(TASK GOAL): Count the lines in the entries below that include the word "super". Give nothing but the number.

(EXERCISE INPUT):
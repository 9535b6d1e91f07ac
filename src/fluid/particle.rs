//! Fluid particle state and per-particle SPH physics.
//!
//! A sub-step runs the phases below in order, each over every particle
//! before the next one starts:
//!
//! 1. neighbor search ([`Particle::find_neighbors`])
//! 2. density ([`Particle::compute_density`])
//! 3. pressure ([`Particle::update_pressure`])
//! 4. forces ([`Particle::pressure_force`], [`Particle::viscosity_force`],
//!    [`Particle::surface_tension`])
//! 5. integration ([`Particle::integrate`])
//!
//! Phases that read other particles take the whole arena by shared reference
//! and return a value; only the owning particle ever writes its own fields.

use bevy::prelude::*;

use super::boundary::DomainBounds;
use super::kernels::SphKernels;
use super::params::SphParams;
use super::spatial::SpatialGrid;

/// Color-field gradient magnitude above which a particle is on the free
/// surface.
pub const SURFACE_THRESHOLD: f32 = 0.1;

/// Stable particle identity, unique within one simulation.
#[derive(Clone, Copy, Debug, Default, PartialEq, Eq, PartialOrd, Ord, Hash)]
pub struct ParticleId(pub u32);

/// A particle within one smoothing radius, found by the neighbor search.
///
/// `index` points into the particle arena and is only meaningful until the
/// next grid rebuild.
#[derive(Clone, Copy, Debug, PartialEq)]
pub struct Neighbor {
    pub index: usize,
    pub distance: f32,
}

/// Free-surface detection result for one particle.
#[derive(Clone, Copy, Debug, Default, PartialEq)]
pub struct SurfaceSample {
    pub color_field: f32,
    pub gradient: Vec2,
    pub laplacian: f32,
    pub is_surface: bool,
    /// Surface tension contribution to acceleration.
    pub force: Vec2,
}

/// A single SPH fluid particle.
#[derive(Clone, Debug, PartialEq)]
pub struct Particle {
    pub id: ParticleId,
    pub position: Vec2,
    /// Position one sub-step ago, for Verlet integration.
    pub previous_position: Vec2,
    /// Finite-difference velocity from the last integration.
    pub velocity: Vec2,
    /// SPH acceleration from the last force phase (gravity excluded).
    pub acceleration: Vec2,
    pub mass: f32,
    pub density: f32,
    pub pressure: f32,

    pub rest_density: f32,
    pub gas_constant: f32,
    pub viscosity: f32,
    pub surface_tension: f32,
    smoothing_radius: f32,
    smoothing_radius_sq: f32,

    pub color_field: f32,
    pub color_field_gradient: Vec2,
    pub color_field_laplacian: f32,
    pub is_surface: bool,

    /// False until the first integration after the velocity was set.
    verlet_started: bool,
}

impl Particle {
    /// Create a particle at rest, taking its constants from `params`.
    pub fn new(id: ParticleId, position: Vec2, params: &SphParams) -> Self {
        let h = params.smoothing_radius;
        Self {
            id,
            position,
            previous_position: position,
            velocity: Vec2::ZERO,
            acceleration: Vec2::ZERO,
            mass: params.particle_mass(),
            density: 0.0,
            pressure: 0.0,
            rest_density: params.rest_density,
            gas_constant: params.gas_constant,
            viscosity: params.viscosity,
            surface_tension: params.surface_tension,
            smoothing_radius: h,
            smoothing_radius_sq: h * h,
            color_field: 0.0,
            color_field_gradient: Vec2::ZERO,
            color_field_laplacian: 0.0,
            is_surface: false,
            verlet_started: false,
        }
    }

    /// Give the particle an initial velocity.
    pub fn with_velocity(mut self, velocity: Vec2) -> Self {
        self.set_velocity(velocity);
        self
    }

    pub fn with_mass(mut self, mass: f32) -> Self {
        self.mass = mass;
        self
    }

    /// Overwrite the velocity. The next integration restarts Verlet from it.
    pub fn set_velocity(&mut self, velocity: Vec2) {
        self.velocity = velocity;
        self.previous_position = self.position;
        self.verlet_started = false;
    }

    pub fn smoothing_radius(&self) -> f32 {
        self.smoothing_radius
    }

    pub fn smoothing_radius_sq(&self) -> f32 {
        self.smoothing_radius_sq
    }

    pub fn set_smoothing_radius(&mut self, h: f32) {
        self.smoothing_radius = h;
        self.smoothing_radius_sq = h * h;
    }

    /// Copy the fluid constants (not the mass) from `params`.
    pub fn apply_material(&mut self, params: &SphParams) {
        self.rest_density = params.rest_density;
        self.gas_constant = params.gas_constant;
        self.viscosity = params.viscosity;
        self.surface_tension = params.surface_tension;
        self.set_smoothing_radius(params.smoothing_radius);
    }

    /// Density relative to rest density, for visual scaling.
    pub fn density_ratio(&self) -> f32 {
        if self.rest_density > 0.0 {
            self.density / self.rest_density
        } else {
            0.0
        }
    }

    /// Whether position and velocity are finite.
    pub fn is_finite(&self) -> bool {
        self.position.is_finite() && self.velocity.is_finite()
    }

    /// Collect the particles within one smoothing radius into `out`.
    ///
    /// `index` is this particle's own arena slot and is skipped. With
    /// `max_neighbors` set, only the closest ones are kept.
    pub fn find_neighbors(
        &self,
        index: usize,
        particles: &[Particle],
        grid: &SpatialGrid,
        max_neighbors: Option<usize>,
        out: &mut Vec<Neighbor>,
    ) {
        out.clear();
        for candidate in grid.query_neighborhood(self.position) {
            if candidate == index {
                continue;
            }
            let distance_sq = self.position.distance_squared(particles[candidate].position);
            if distance_sq < self.smoothing_radius_sq {
                out.push(Neighbor {
                    index: candidate,
                    distance: distance_sq.sqrt(),
                });
            }
        }

        if let Some(max) = max_neighbors {
            if out.len() > max {
                out.select_nth_unstable_by(max, |a, b| a.distance.total_cmp(&b.distance));
                out.truncate(max);
            }
        }
    }

    /// Density from the self-contribution plus every neighbor.
    pub fn compute_density(&self, neighbors: &[Neighbor], particles: &[Particle]) -> f32 {
        let h = self.smoothing_radius;
        let mut density = self.mass * SphKernels::poly6(0.0, h);
        for neighbor in neighbors {
            density += particles[neighbor.index].mass * SphKernels::poly6(neighbor.distance, h);
        }
        density
    }

    /// Linear equation of state, clamped so under-dense regions never pull.
    pub fn update_pressure(&mut self) {
        self.pressure = (self.gas_constant * (self.density - self.rest_density)).max(0.0);
    }

    /// Symmetric pressure term pushing this particle away from its neighbors.
    pub fn pressure_force(&self, neighbors: &[Neighbor], particles: &[Particle]) -> Vec2 {
        let h = self.smoothing_radius;
        let mut force = Vec2::ZERO;
        for neighbor in neighbors {
            let other = &particles[neighbor.index];
            if neighbor.distance <= 0.0 || other.density <= 0.0 {
                continue;
            }
            let away = (self.position - other.position) / neighbor.distance;
            let shared = other.mass * (self.pressure + other.pressure) / (2.0 * other.density);
            force -= shared * SphKernels::spiky_gradient(neighbor.distance, h) * away;
        }
        force
    }

    /// Viscous diffusion toward the neighborhood velocity.
    pub fn viscosity_force(&self, neighbors: &[Neighbor], particles: &[Particle]) -> Vec2 {
        let h = self.smoothing_radius;
        let mut force = Vec2::ZERO;
        for neighbor in neighbors {
            let other = &particles[neighbor.index];
            if other.density <= 0.0 {
                continue;
            }
            let weight = self.viscosity * other.mass
                * SphKernels::viscosity_laplacian(neighbor.distance, h)
                / other.density;
            force += weight * (other.velocity - self.velocity);
        }
        force
    }

    /// Color-field surface detection and the resulting surface tension.
    ///
    /// The gradient points out of the fluid, so the tension term pulls
    /// surface particles back toward it.
    pub fn surface_tension(
        &self,
        neighbors: &[Neighbor],
        particles: &[Particle],
        threshold: f32,
    ) -> SurfaceSample {
        let h = self.smoothing_radius;
        let mut sample = SurfaceSample::default();

        for neighbor in neighbors {
            let other = &particles[neighbor.index];
            if other.density <= 0.0 {
                continue;
            }
            let volume = other.mass / other.density;
            sample.color_field += volume * SphKernels::poly6(neighbor.distance, h);
            sample.laplacian += volume * SphKernels::viscosity_laplacian(neighbor.distance, h);

            if neighbor.distance > 0.0 {
                let toward = (other.position - self.position) / neighbor.distance;
                sample.gradient += volume * SphKernels::spiky_gradient(neighbor.distance, h) * toward;
            }
        }

        let magnitude = sample.gradient.length();
        sample.is_surface = magnitude > threshold;
        if sample.is_surface && magnitude > 0.0 {
            sample.force = -self.surface_tension * sample.laplacian * (sample.gradient / magnitude);
        }
        sample
    }

    /// Store a surface sample computed by [`Self::surface_tension`].
    pub fn apply_surface(&mut self, sample: &SurfaceSample) {
        self.color_field = sample.color_field;
        self.color_field_gradient = sample.gradient;
        self.color_field_laplacian = sample.laplacian;
        self.is_surface = sample.is_surface;
    }

    /// Advance one sub-step with Störmer-Verlet and resolve the boundary.
    ///
    /// Gravity is added to the stored SPH acceleration; forces are treated as
    /// accelerations, with no division by mass. Returns `true` if the
    /// particle touched the boundary.
    pub fn integrate(&mut self, dt: f32, gravity: Vec2, bounds: &DomainBounds) -> bool {
        debug_assert!(dt > 0.0, "non-positive sub-step {dt}");
        let total = self.acceleration + gravity;

        let next = if self.verlet_started {
            2.0 * self.position - self.previous_position + total * dt * dt
        } else {
            // Taylor start from the explicit velocity.
            self.verlet_started = true;
            self.position + self.velocity * dt + 0.5 * total * dt * dt
        };

        self.velocity = (next - self.position) / dt;
        self.previous_position = self.position;
        self.position = next;

        let hit = bounds.apply_collision(&mut self.position, &mut self.velocity);
        if hit {
            // Carry the reflected velocity into the next Verlet step.
            self.previous_position = self.position - self.velocity * dt;
        }
        hit
    }
}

(SOLUTION): 4